Quote every line of the material beneath this one.

**** Provided data ****

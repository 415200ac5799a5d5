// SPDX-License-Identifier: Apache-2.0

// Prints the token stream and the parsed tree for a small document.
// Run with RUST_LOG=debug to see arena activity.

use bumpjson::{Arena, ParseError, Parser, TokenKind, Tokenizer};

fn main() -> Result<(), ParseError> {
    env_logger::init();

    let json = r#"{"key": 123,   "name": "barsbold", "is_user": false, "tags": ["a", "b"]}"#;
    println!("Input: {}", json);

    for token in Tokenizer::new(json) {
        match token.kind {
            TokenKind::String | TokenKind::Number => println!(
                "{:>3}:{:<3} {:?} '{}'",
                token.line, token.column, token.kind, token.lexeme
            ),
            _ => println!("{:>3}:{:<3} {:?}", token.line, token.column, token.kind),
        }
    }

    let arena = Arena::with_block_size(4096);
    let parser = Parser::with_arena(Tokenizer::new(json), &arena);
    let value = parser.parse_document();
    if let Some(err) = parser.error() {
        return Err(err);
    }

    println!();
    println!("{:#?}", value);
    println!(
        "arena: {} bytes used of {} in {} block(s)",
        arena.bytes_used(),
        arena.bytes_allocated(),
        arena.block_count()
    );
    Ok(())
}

****

• **Reply**
repository 415200ac5799a5d5
// SPDX-License-Identifier: Apache-2.0

// Prints the token stream and the parsed tree for a small document.
// Run with RUST_LOG=debug to see arena activity.

use bumpjson::{Arena, ParseError, Parser, TokenKind, Tokenizer};

fn main() -> Result<(), ParseError> {
    env_logger::init();

    let json = r#"{"key": 123,   "name": "barsbold", "is_user": false, "tags": ["a", "b"]}"#;
    println!("Input: {}", json);

    for token in Tokenizer::new(json) {
        match token.kind {
            TokenKind::String | TokenKind::Number => println!(
                "{:>3}:{:<3} {:?} '{}'",
                token.line, token.column, token.kind, token.lexeme
            ),
            _ => println!("{:>3}:{:<3} {:?}", token.line, token.column, token.kind),
        }
    }

    let arena = Arena::with_block_size(4096);
    let parser = Parser::with_arena(Tokenizer::new(json), &arena);
    let value = parser.parse_document();
    if let Some(err) = parser.error() {
        return Err(err);
    }

    println!();
    println!("{:#?}", value);
    println!(
        "arena: {} bytes used of {} in {} block(s)",
        arena.bytes_used(),
        arena.bytes_allocated(),
        arena.block_count()
    );
    Ok(())
}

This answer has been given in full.